ANGELA WEISS / AFP via Getty Images

About the Author: John Arensmeyer is the Founder and CEO of Majority of small businesses.

The pandemic emergency loan program has been a lifeline for millions of small businesses. For others, the loan amounts were not enough, if at all.

The impact of limited (or stolen) assistance is tragic and, at this point, well known. Federal Reserve Economists valued that hundreds of thousands of small businesses closed in the first year of the pandemic, numbers that would have been higher without the federal bailouts. Every dollar counted.

One can only imagine the anger that small business owners feel when they hear about loans stolen by fraudsters. A U.S. Small Business Administration study As of April, an estimated $ 84 billion has been lost due to fraud. There have been so many cases, a law firm even created a Covid fraud tracker. Experiences like these are among the reasons small business owners have supported a landmark anti-corruption measure known as the Corporate Transparency Act that will require companies to list the true owners of their businesses when establishing the business. ‘business.

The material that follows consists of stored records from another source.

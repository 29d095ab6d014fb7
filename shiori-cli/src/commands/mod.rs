//! CLI command implementations

mod add;
mod check;
mod read;
mod setup;
mod sync;

pub use add::add;
pub use check::check;
pub use read::read;
pub use setup::setup;
pub use sync::sync;

use crate::config::Settings;
use anyhow::{Context, Result};
use shiori_core::{BuildMode, DynSource, Library, Manga};
use shiori_sources::WebSource;
use std::path::{Path, PathBuf};
use std::sync::Arc;
use tracing::warn;
use url::Url;

/// Load the library file, either the override or the configured location
pub(crate) fn load_library(
    settings: &Settings,
    manga_file: Option<&Path>,
) -> Result<(PathBuf, Library)> {
    let path = manga_file.unwrap_or(&settings.manga_path).to_path_buf();
    let library = Library::load(&path)
        .with_context(|| format!("Failed to load library {}", path.display()))?;
    Ok((path, library))
}

/// Instantiate every configured source; misconfigured ones are skipped
pub(crate) fn build_sources(settings: &Settings) -> Vec<DynSource> {
    let client = reqwest::Client::new();
    let mut sources: Vec<DynSource> = Vec::new();
    for config in &settings.sources {
        match WebSource::from_config(config, client.clone()) {
            Ok(source) => sources.push(Arc::new(source)),
            Err(e) => warn!(url = %config.url, error = %e, "skipping misconfigured source"),
        }
    }
    sources
}

/// Map the jobs argument onto a build mode: 0 is one task per source,
/// 1 is sequential, anything else bounds the pool
pub(crate) fn build_mode(settings: &Settings, jobs: Option<usize>) -> BuildMode {
    match jobs.unwrap_or(settings.pool_size) {
        0 => BuildMode::PerSource,
        1 => BuildMode::Sequential,
        n => BuildMode::Bounded(n),
    }
}

/// One line per title: `Name (chapter): host1,host2`
pub(crate) fn format_mangas(mangas: &[Manga]) -> String {
    mangas
        .iter()
        .map(|manga| {
            let chapter = match manga.chapter {
                Some(c) if c.fract() == 0.0 => format!("{}", c as i64),
                Some(c) => format!("{c}"),
                None => "-".to_string(),
            };
            let hosts: Vec<String> = manga
                .urls
                .iter()
                .filter_map(|u| {
                    Url::parse(u)
                        .ok()
                        .and_then(|u| u.host_str().map(str::to_string))
                })
                .collect();
            if hosts.is_empty() {
                format!("{} ({})", manga.name, chapter)
            } else {
                format!("{} ({}): {}", manga.name, chapter, hosts.join(","))
            }
        })
        .collect::<Vec<_>>()
        .join("\n")
}

#[cfg(test)]
mod tests {
    use super::*;

    #[test]
    fn test_format_mangas_drops_fraction_for_whole_chapters() {
        let mut whole = Manga::new("Dai Dark");
        whole.chapter = Some(8.0);
        whole.urls = vec!["https://scans.example/dd/8".to_string()];
        let mut half = Manga::new("Blame!");
        half.chapter = Some(4.5);
        let out = format_mangas(&[whole, half]);
        assert_eq!(out, "Dai Dark (8): scans.example\nBlame! (4.5)");
    }

    #[test]
    fn test_build_mode_mapping() {
        let settings = Settings::default();
        assert_eq!(build_mode(&settings, Some(0)), BuildMode::PerSource);
        assert_eq!(build_mode(&settings, Some(1)), BuildMode::Sequential);
        assert_eq!(build_mode(&settings, Some(6)), BuildMode::Bounded(6));
        assert_eq!(build_mode(&settings, None), BuildMode::Bounded(4));
    }
}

Some who may not fully understand how business owners deal with the costly threats of fraud say the new law is too heavy a burden. But legitimate business owners have no problem putting their name on their company papers. It’s time to put the brakes on the bad actors.

Fair transparency rules will be especially important as small businesses attempt to recover or start afresh after the economic blow caused by the pandemic.

Congress passed the Corporate Transparency Act on January 1 of this year, and the US Treasury Department is currently developing rules to implement the law. How these rules are written really matters.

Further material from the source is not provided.